BAE Systems: the small project that opened a very large door.

A focused engagement that started with building BAE's first website and grew into the catalyst for enterprise-wide transformation at one of the UK's largest defence companies.

BAE Systems

10,000+

users on internal directory

FTSE 100

enterprise transformation

1994

engagement started

Lotus Notes → Oracle

migration catalyst

The problem

A defence giant with no web presence - and an ageing collaboration platform.

In 1994, BAE Systems - one of the world's largest defence, security, and aerospace companies - had no website. The internet was emerging as a business channel, and BAE needed to establish a presence. Through a partnership with MGA Advertising, Rubicon was engaged to build it.

But the more significant challenge was internal. BAE's enterprise systems were built on Lotus Notes - a platform that was increasingly limiting as the organisation scaled. With over 10,000 employees needing reliable internal tools, the limitations were becoming operational bottlenecks.

What BAE needed wasn't a grand transformation programme announced from the top. It needed proof - a small, successful project that could demonstrate a better way.

The solution

Start small. Prove the technology. Open the door.

Rubicon delivered two projects that together changed BAE's technology trajectory.

BAE's first website

Built from scratch, this was BAE Systems' first public web presence - establishing the company online at a time when most defence firms hadn't considered the internet as a communications channel.
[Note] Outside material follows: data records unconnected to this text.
impl MockServer {
    /// Start a server. The PostgreSQL flavor comes with a `public` schema;
    /// the MySQL flavor starts without databases.
    pub fn new(flavor: Flavor) -> Self {
        let mut catalog = Catalog::default();
        if flavor == Flavor::Postgres {
            catalog.namespaces.insert("public".to_string(), Tables::new());
        }

        Self {
            flavor,
            catalog: Arc::new(Mutex::new(catalog)),
        }
    }

    /// Dialect.
    pub fn flavor(&self) -> Flavor {
        self.flavor
    }

    /// Open a connection.
    pub fn connect(&self) -> MockConnection {
        let id = {
            let mut catalog = self.catalog.lock();
            catalog.next_connection += 1;
            catalog.next_connection
        };

        MockConnection {
            id,
            flavor: self.flavor,
            catalog: Arc::clone(&self.catalog),
            current: match self.flavor {
                Flavor::Postgres => Some("public".to_string()),
                Flavor::MySql => None,
            },
            transaction: None,
        }
    }

    /// Create a namespace outside any transaction.
    pub fn create_namespace(&self, name: &str) {
        self.catalog
            .lock()
            .namespaces
            .entry(name.to_string())
            .or_default();
    }

    /// Fail the next `times` statements containing `pattern`.
    pub fn fail_on(&self, pattern: &str, times: usize) {
        self.catalog.lock().failures.push(Failure {
            pattern: pattern.to_string(),
            remaining: times,
        });
    }

    /// Every statement received so far, including `BEGIN`/`COMMIT`/`ROLLBACK`.
    pub fn statements(&self) -> Vec<String> {
        self.catalog.lock().statements.clone()
    }

    /// Number of statements containing `needle`.
    pub fn count_statements(&self, needle: &str) -> usize {
        self.catalog
            .lock()
            .statements
            .iter()
            .filter(|s| s.contains(needle))
            .count()
    }

    /// Forget the statement log.
    pub fn clear_statements(&self) {
        self.catalog.lock().statements.clear();
    }

    /// Whether `namespace` exists.
    pub fn namespace_exists(&self, namespace: &str) -> bool {
        self.catalog.lock().namespaces.contains_key(namespace)
    }

    /// Whether `namespace` holds `table`.
    pub fn table_exists(&self, namespace: &str, table: &str) -> bool {
        self.row_count(namespace, table).is_some()
    }

    /// Rows inserted into `namespace.table`, if the table exists.
    pub fn row_count(&self, namespace: &str, table: &str) -> Option<u64> {
        self.catalog
            .lock()
            .namespaces
            .get(namespace)
            .and_then(|tables| tables.get(table).copied())
    }

    /// Advisory locks currently held by any connection.
    pub fn held_locks(&self) -> usize {
        self.catalog.lock().locks.len()
    }
}

#[derive(Debug)]
enum Undo {
    CreatedNamespace(String),
    DroppedNamespace(String, Tables),
    CreatedTable(String, String),
    Inserted(String, String),
}

#[derive(Debug)]
struct Transaction {
    undo: Vec<Undo>,
    saved_namespace: Option<String>,
}

/// Connection to a [`MockServer`].
///
/// Dropping the connection releases every lock it holds.
#[derive(Debug)]
pub struct MockConnection {
    id: u64,
    flavor: Flavor,
    catalog: Arc<Mutex<Catalog>>,
    current: Option<String>,
    transaction: Option<Transaction>,
}

impl MockConnection {
    /// Connection identifier, unique per server.
    pub fn id(&self) -> u64 {
        self.id
    }

    /// The `search_path` schema or selected database.
    pub fn current_namespace(&self) -> Option<String> {
        self.current.clone()
    }

    fn record_undo(&mut self, undo: Undo) {
        let transactional = self.flavor == Flavor::Postgres || matches!(undo, Undo::Inserted(..));
        if let Some(tx) = self.transaction.as_mut() {
            if transactional {
                tx.undo.push(undo);
            }
        }
    }

    fn run(&mut self, sql: &str) -> TenancyResult<u64> {
        let sql = sql.trim();
        let quote = self.flavor.quote();
        self.catalog.lock().record(sql)?;

        let (create_ns, drop_ns, use_ns) = match self.flavor {
            Flavor::Postgres => ("CREATE SCHEMA IF NOT EXISTS ", "DROP SCHEMA IF EXISTS ", "SET search_path TO "),
            Flavor::MySql => ("CREATE DATABASE IF NOT EXISTS ", "DROP DATABASE IF EXISTS ", "USE "),
        };

        if let Some(rest) = sql.strip_prefix(create_ns) {
            let name = single_name(rest, quote)?;
            let created = {
                let mut catalog = self.catalog.lock();
                if catalog.namespaces.contains_key(&name) {
                    false
                } else {
                    catalog.namespaces.insert(name.clone(), Tables::new());
                    true
                }
            };
            if created {
                self.record_undo(Undo::CreatedNamespace(name));
            }
            return Ok(0);
        }

        if let Some(rest) = sql.strip_prefix(drop_ns) {
            let name = single_name(rest, quote)?;
            let dropped = self.catalog.lock().namespaces.remove(&name);
            if let Some(tables) = dropped {
                if self.flavor == Flavor::MySql && self.current.as_deref() == Some(name.as_str()) {
                    self.current = None;
                }
                self.record_undo(Undo::DroppedNamespace(name, tables));
            }
            return Ok(0);
        }

        if let Some(rest) = sql.strip_prefix(use_ns) {
            let name = single_name(rest, quote)?;
            if self.flavor == Flavor::MySql && !self.catalog.lock().namespaces.contains_key(&name) {
                return Err(TenancyError::Database(format!("Unknown database '{name}'")));
            }
            self.current = Some(name);
            return Ok(0);
        }

        if let Some(rest) = sql.strip_prefix("CREATE TABLE IF NOT EXISTS ") {
            let (namespace, table) = self.resolve_table(rest)?;
            let created = {
                let mut catalog = self.catalog.lock();
                let tables = catalog.namespaces.get_mut(&namespace).ok_or_else(|| {
                    TenancyError::Database(format!("namespace \"{namespace}\" does not exist"))
                })?;
                if tables.contains_key(&table) {
                    false
                } else {
                    tables.insert(table.clone(), 0);
                    true
                }
            };
            if created {
                self.record_undo(Undo::CreatedTable(namespace, table));
            }
            return Ok(0);
        }

        if let Some(rest) = sql.strip_prefix("INSERT INTO ") {
            let (namespace, table) = self.resolve_table(rest)?;
            {
                let mut catalog = self.catalog.lock();
                let rows = catalog
                    .namespaces
                    .get_mut(&namespace)
                    .and_then(|tables| tables.get_mut(&table))
                    .ok_or_else(|| {
                        TenancyError::Database(format!("relation \"{namespace}.{table}\" does not exist"))
                    })?;
                *rows += 1;
            }
            self.record_undo(Undo::Inserted(namespace, table));
            return Ok(1);
        }

        Err(TenancyError::Database(format!("unsupported statement: {sql}")))
    }

    fn query(&mut self, sql: &str, params: &[SqlValue]) -> TenancyResult<SqlValue> {
        let sql = sql.trim();
        self.catalog.lock().record(sql)?;

        match (self.flavor, sql) {
            (Flavor::Postgres, "SELECT pg_try_advisory_xact_lock($1)") => {
                let key = params.first().and_then(SqlValue::as_i64).ok_or_else(|| {
                    TenancyError::Database("pg_try_advisory_xact_lock expects a bigint".into())
                })?;
                let key = LockKey::Numeric(key);
                let mut catalog = self.catalog.lock();
                match catalog.locks.get(&key).copied() {
                    Some(owner) if owner != self.id => Ok(SqlValue::Bool(false)),
                    _ => {
                        // Outside a transaction the lock ends with the statement.
                        if self.transaction.is_some() {
                            catalog.locks.insert(key, self.id);
                        }
                        Ok(SqlValue::Bool(true))
                    }
                }
            }
            (Flavor::Postgres, "SELECT current_schema()") | (Flavor::MySql, "SELECT DATABASE()") => {
                let catalog = self.catalog.lock();
                Ok(match &self.current {
                    Some(name) if catalog.namespaces.contains_key(name) => SqlValue::Text(name.clone()),
                    _ => SqlValue::Null,
                })
            }
            (Flavor::MySql, "SELECT GET_LOCK(?, ?)") => {
                let key = LockKey::Named(text_param(params)?);
                let mut catalog = self.catalog.lock();
                match catalog.locks.get(&key).copied() {
                    Some(owner) if owner != self.id => Ok(SqlValue::Int(0)),
                    _ => {
                        catalog.locks.insert(key, self.id);
                        Ok(SqlValue::Int(1))
                    }
                }
            }
            (Flavor::MySql, "SELECT RELEASE_LOCK(?)") => {
                let key = LockKey::Named(text_param(params)?);
                let mut catalog = self.catalog.lock();
                match catalog.locks.get(&key).copied() {
                    Some(owner) if owner == self.id => {
                        catalog.locks.remove(&key);
                        Ok(SqlValue::Int(1))
                    }
                    Some(_) => Ok(SqlValue::Int(0)),
                    None => Ok(SqlValue::Null),
                }
            }
            (_, sql) => match sql.strip_prefix("SELECT COUNT(*) FROM ") {
                Some(rest) => {
                    let (namespace, table) = self.resolve_table(rest)?;
                    self.catalog
                        .lock()
                        .namespaces
                        .get(&namespace)
                        .and_then(|tables| tables.get(&table))
                        .map(|rows| SqlValue::Int(*rows as i64))
                        .ok_or_else(|| {
                            TenancyError::Database(format!(
                                "relation \"{namespace}.{table}\" does not exist"
                            ))
                        })
                }
                None => Err(TenancyError::Database(format!("unsupported query: {sql}"))),
            },
        }
    }

    fn resolve_table(&self, input: &str) -> TenancyResult<(String, String)> {
        let (mut parts, _) = take_name(input, self.flavor.quote())
            .ok_or_else(|| TenancyError::Database(format!("syntax error near `{input}`")))?;

        match parts.len() {
            1 => {
                let namespace = self.current.clone().ok_or_else(|| {
                    TenancyError::Database("no namespace has been selected".into())
                })?;
                Ok((namespace, parts.remove(0)))
            }
            2 => {
                let table = parts.remove(1);
                Ok((parts.remove(0), table))
            }
            _ => Err(TenancyError::Database(format!("invalid table reference `{input}`"))),
        }
    }

    fn end_transaction(&mut self, commit: bool) -> TenancyResult<()> {
        let sql = if commit { "COMMIT" } else { "ROLLBACK" };
        self.catalog.lock().record(sql)?;

        let tx = self
            .transaction
            .take()
            .ok_or_else(|| TenancyError::Database("no transaction in progress".into()))?;

        let mut catalog = self.catalog.lock();
        if !commit {
            for undo in tx.undo.into_iter().rev() {
                match undo {
                    Undo::CreatedNamespace(name) => {
                        catalog.namespaces.remove(&name);
                    }
                    Undo::DroppedNamespace(name, tables) => {
                        catalog.namespaces.insert(name, tables);
                    }
                    Undo::CreatedTable(namespace, table) => {
                        if let Some(tables) = catalog.namespaces.get_mut(&namespace) {
                            tables.remove(&table);
                        }
                    }
                    Undo::Inserted(namespace, table) => {
                        if let Some(rows) = catalog
                            .namespaces
                            .get_mut(&namespace)
                            .and_then(|tables| tables.get_mut(&table))
                        {
                            *rows = rows.saturating_sub(1);
                        }
                    }
                }
            }
            if self.flavor == Flavor::Postgres {
                self.current = tx.saved_namespace;
            }
        }
        catalog.release_locks(self.id, true);
        Ok(())
    }
}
Internal Telephone Directory

Built in Borland Delphi with Oracle SQL, this replaced a Lotus Notes application used by over 10,000 employees. It was faster, more reliable, and built on a modern database platform - and it became the proof point BAE needed.

The beachhead

The success of the Telephone Directory - a focused, low-risk project delivered quickly and adopted widely - demonstrated that Oracle-based applications could replace Lotus Notes at enterprise scale. It became the catalyst for BAE's enterprise-wide migration to Oracle.

What was delivered

Proof of concept that became proof of strategy.

Public web presence

BAE's first website - designed, built, and launched by Rubicon. A straightforward deliverable, but one that marked BAE's entry into digital communications.

Enterprise-scale internal application

The Telephone Directory served 10,000+ users across BAE's operations. Built on Oracle SQL with a Borland Delphi front end, it was fast, searchable, and reliable - everything the Lotus Notes version wasn't.
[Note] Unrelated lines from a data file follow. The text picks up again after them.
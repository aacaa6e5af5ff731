//! SQL Execution Collaborator
//!
//! The engine never opens connections itself. Users implement
//! [`TenantConnection`] over whatever driver they already use (a single
//! checked-out connection or an open transaction, never a pool: namespace
//! switches are connection-local state).
//!
//! ```rust,ignore
//! struct PgConn(sqlx::PgConnection, bool);
//!
//! #[async_trait]
//! impl TenantConnection for PgConn {
//!     async fn execute(&mut self, sql: &str) -> TenancyResult<u64> {
//!         sqlx::raw_sql(sql)
//!             .execute(&mut self.0)
//!             .await
//!             .map(|r| r.rows_affected())
//!             .map_err(|e| TenancyError::Database(e.to_string()))
//!     }
//!     // ...
//! }
//! ```

use crate::error::TenancyResult;
use async_trait::async_trait;
use std::future::Future;
use std::pin::Pin;

/// Scalar value exchanged with the database.
#[derive(Debug, Clone, PartialEq, Eq)]
pub enum SqlValue {
    /// SQL `NULL`.
    Null,
    /// Boolean.
    Bool(bool),
    /// Integer.
    Int(i64),
    /// Text.
    Text(String),
}

impl SqlValue {
    /// Interpret as a boolean. Integers are true when equal to 1.
    pub fn as_bool(&self) -> Option<bool> {
        match self {
            SqlValue::Bool(b) => Some(*b),
            SqlValue::Int(i) => Some(*i == 1),
            _ => None,
        }
    }

    /// Interpret as an integer.
    pub fn as_i64(&self) -> Option<i64> {
        match self {
            SqlValue::Int(i) => Some(*i),
            SqlValue::Bool(b) => Some(i64::from(*b)),
            _ => None,
        }
    }

    /// Interpret as text.
    pub fn as_str(&self) -> Option<&str> {
        match self {
            SqlValue::Text(s) => Some(s),
            _ => None,
        }
    }

    /// Whether the value is `NULL`.
    pub fn is_null(&self) -> bool {
        matches!(self, SqlValue::Null)
    }
}

impl From<i64> for SqlValue {
    fn from(value: i64) -> Self {
        SqlValue::Int(value)
    }
}

impl From<&str> for SqlValue {
    fn from(value: &str) -> Self {
        SqlValue::Text(value.to_string())
    }
}

/// Connection handle supplied by the SQL layer.
///
/// Placeholders in `query_value` follow the backend (`$1` for PostgreSQL,
/// `?` for MySQL); statements are built by the backend adapters, so
/// implementations only forward them.
#[async_trait]
pub trait TenantConnection: Send {
    /// Execute a statement, returning affected rows.
    async fn execute(&mut self, sql: &str) -> TenancyResult<u64>;

    /// Run a query returning a single scalar.
    async fn query_value(&mut self, sql: &str, params: &[SqlValue]) -> TenancyResult<SqlValue>;

    /// Begin a transaction.
    async fn begin(&mut self) -> TenancyResult<()>;

    /// Commit the open transaction.
    async fn commit(&mut self) -> TenancyResult<()>;

    /// Roll back the open transaction.
    async fn rollback(&mut self) -> TenancyResult<()>;

    /// Whether a transaction is open on this connection.
    fn in_transaction(&self) -> bool;
}

/// Future returned by closures that borrow a connection.
pub type ConnFuture<'c, T> = Pin<Box<dyn Future<Output = TenancyResult<T>> + Send + 'c>>;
Technology migration catalyst

The directory's success gave BAE's technology leadership the evidence they needed to justify a broader migration from Lotus Notes to Oracle across the enterprise. A small project opened the door to FTSE 100 transformation.

Why it matters now

Small, focused projects change large organisations.

The BAE Systems engagement illustrates a pattern Rubicon has seen repeatedly: large organisations don't transform through grand programmes. They transform through small, successful projects that prove a better way is possible.

The Telephone Directory wasn't a strategic initiative. It was a practical solution to a real problem. But because it worked - because it was faster, more reliable, and built on a better platform - it became the evidence that unlocked everything that followed.

This is how Rubicon works: deliver something that works, earn trust through results, and let the quality of the work open doors that sales decks never could.

A small, focused project that opened the door to transformation at a FTSE 100 company. That is the Rubicon model.